**TRY IT**
Up to and including the line with "pub fn claim(id: ClaimId)", please reproduce the lines below exactly, beginning with the first.

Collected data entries
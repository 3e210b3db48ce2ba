//! Audit records

use crate::chain::ChainDigest;
use ratchet_domain::{ActorRef, ClaimId};
use serde::{Deserialize, Serialize};

/// Kind of entity an audit record is about
#[derive(Debug, Clone, Copy, PartialEq, Eq, Hash, Serialize, Deserialize)]
#[serde(rename_all = "snake_case")]
pub enum EntityKind {
    /// A claim
    Claim,
    /// An evidence item
    Evidence,
    /// A review
    Review,
}

impl EntityKind {
    /// Get the kind name as a string
    pub fn as_str(&self) -> &'static str {
        match self {
            EntityKind::Claim => "claim",
            EntityKind::Evidence => "evidence",
            EntityKind::Review => "review",
        }
    }

    /// Parse a kind from a string
    pub fn parse(s: &str) -> Option<Self> {
        match s {
            "claim" => Some(EntityKind::Claim),
            "evidence" => Some(EntityKind::Evidence),
            "review" => Some(EntityKind::Review),
            _ => None,
        }
    }
}

/// The entity an audit record is about
#[derive(Debug, Clone, PartialEq, Eq, Hash, Serialize, Deserialize)]
pub struct EntityRef {
    /// Kind of entity
    pub kind: EntityKind,
    /// Identifier in its string form
    pub id: String,
}

impl EntityRef {
    /// Reference to a claim
    pub fn claim(id: ClaimId) -> Self {
        Self { kind: EntityKind::Claim, id: id.to_string() }
    }

    /// Reference to an evidence item
    pub fn evidence(id: ratchet_domain::EvidenceId) -> Self {
        Self { kind: EntityKind::Evidence, id: id.to_string() }
    }

    /// Reference to a review
    pub fn review(id: ratchet_domain::ReviewId) -> Self {
        Self { kind: EntityKind::Review, id: id.to_string() }
    }
}

/// What happened
#[derive(Debug, Clone, Copy, PartialEq, Eq, Hash, Serialize, Deserialize)]
#[serde(rename_all = "snake_case")]
pub enum LedgerAction {
    /// Claim created in draft
    ClaimCreated,
    /// Claim metadata changed
    ClaimUpdated,
    /// Claim submitted for review
    ClaimSubmitted,
    /// Evidence attached to a claim
    EvidenceAttached,
    /// Reviewer assigned
    ReviewAssigned,
    /// Review decision recorded
    ReviewDecided,
    /// Claim state changed as a consequence of another action
    StateTransitioned,
    /// Rejected claim reopened to draft
    ClaimReopened,
    /// Claim and its evidence and reviews tombstoned
    ClaimTombstoned,
    /// Entity found without an audit record was recorded after the fact
    EntityReconciled,
}

impl LedgerAction {
    /// Every action
    pub const ALL: [LedgerAction; 10] = [
        LedgerAction::ClaimCreated,
        LedgerAction::ClaimUpdated,
        LedgerAction::ClaimSubmitted,
        LedgerAction::EvidenceAttached,
        LedgerAction::ReviewAssigned,
        LedgerAction::ReviewDecided,
        LedgerAction::StateTransitioned,
        LedgerAction::ClaimReopened,
        LedgerAction::ClaimTombstoned,
        LedgerAction::EntityReconciled,
    ];

    /// Get the action tag as a string
    pub fn as_str(&self) -> &'static str {
        match self {
            LedgerAction::ClaimCreated => "claim_created",
            LedgerAction::ClaimUpdated => "claim_updated",
            LedgerAction::ClaimSubmitted => "claim_submitted",
            LedgerAction::EvidenceAttached => "evidence_attached",
            LedgerAction::ReviewAssigned => "review_assigned",
            LedgerAction::ReviewDecided => "review_decided",
            LedgerAction::StateTransitioned => "state_transitioned",
            LedgerAction::ClaimReopened => "claim_reopened",
            LedgerAction::ClaimTombstoned => "claim_tombstoned",
            LedgerAction::EntityReconciled => "entity_reconciled",
        }
    }

    /// Parse an action tag
    pub fn parse(s: &str) -> Option<Self> {
        Self::ALL.into_iter().find(|a| a.as_str() == s)
    }
}

/// Before/after view of what changed
#[derive(Debug, Clone, PartialEq, Serialize, Deserialize)]
pub struct StateDelta {
    /// State before the action (`null` for creations)
    pub before: serde_json::Value,
    /// State after the action
    pub after: serde_json::Value,
}

impl StateDelta {
    /// Delta for a newly created entity
    pub fn created(after: serde_json::Value) -> Self {
        Self { before: serde_json::Value::Null, after }
    }

    /// Delta for a change
    pub fn changed(before: serde_json::Value, after: serde_json::Value) -> Self {
        Self { before, after }
    }
}

/// An audit record that has not been sealed into the chain yet
#[derive(Debug, Clone, PartialEq)]
pub struct PendingEntry {
    /// Who performed the action
    pub actor: ActorRef,
    /// What happened
    pub action: LedgerAction,
    /// Entity affected
    pub entity: EntityRef,
    /// Claim the entity belongs to
    pub claim_id: ClaimId,
    /// What changed
    pub delta: StateDelta,
    /// When it happened
    pub timestamp: u64,
}

/// One sealed audit record
#[derive(Debug, Clone, PartialEq, Serialize, Deserialize)]
pub struct LedgerEntry {
    /// Position in the global chain, starting at 1
    pub seq: u64,
    /// Who performed the action
    pub actor: ActorRef,
    /// What happened
    pub action: LedgerAction,
    /// Entity affected
    pub entity: EntityRef,
    /// Claim the entity belongs to
    pub claim_id: ClaimId,
    /// What changed
    pub delta: StateDelta,
    /// When it happened
    pub timestamp: u64,
    /// Chaining digest over the previous digest and this entry's content
    pub digest: ChainDigest,
}

/// The hashed portion of an entry: everything except its own digest
#[derive(Serialize)]
pub(crate) struct EntryContent<'a> {
    pub seq: u64,
    pub actor: &'a ActorRef,
    pub action: LedgerAction,
    pub entity: &'a EntityRef,
    pub claim_id: ClaimId,
    pub delta: &'a StateDelta,
    pub timestamp: u64,
}

impl LedgerEntry {
    pub(crate) fn content(&self) -> EntryContent<'_> {
        EntryContent {
            seq: self.seq,
            actor: &self.actor,
            action: self.action,
            entity: &self.entity,
            claim_id: self.claim_id,
            delta: &self.delta,
            timestamp: self.timestamp,
        }
    }
}

/// Position and digest of an appended entry
#[derive(Debug, Clone, Copy, PartialEq, Eq)]
pub struct AppendReceipt {
    /// Sequence number assigned
    pub seq: u64,
    /// Chaining digest of the entry
    pub digest: ChainDigest,
}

**ANSWER TO THIS EXERCISE**
repository 3e210b3db48ce2ba
//! Audit records

use crate::chain::ChainDigest;
use ratchet_domain::{ActorRef, ClaimId};
use serde::{Deserialize, Serialize};

/// Kind of entity an audit record is about
#[derive(Debug, Clone, Copy, PartialEq, Eq, Hash, Serialize, Deserialize)]
#[serde(rename_all = "snake_case")]
pub enum EntityKind {
    /// A claim
    Claim,
    /// An evidence item
    Evidence,
    /// A review
    Review,
}

impl EntityKind {
    /// Get the kind name as a string
    pub fn as_str(&self) -> &'static str {
        match self {
            EntityKind::Claim => "claim",
            EntityKind::Evidence => "evidence",
            EntityKind::Review => "review",
        }
    }

    /// Parse a kind from a string
    pub fn parse(s: &str) -> Option<Self> {
        match s {
            "claim" => Some(EntityKind::Claim),
            "evidence" => Some(EntityKind::Evidence),
            "review" => Some(EntityKind::Review),
            _ => None,
        }
    }
}

/// The entity an audit record is about
#[derive(Debug, Clone, PartialEq, Eq, Hash, Serialize, Deserialize)]
pub struct EntityRef {
    /// Kind of entity
    pub kind: EntityKind,
    /// Identifier in its string form
    pub id: String,
}

impl EntityRef {
    /// Reference to a claim
    pub fn claim(id: ClaimId) -> Self {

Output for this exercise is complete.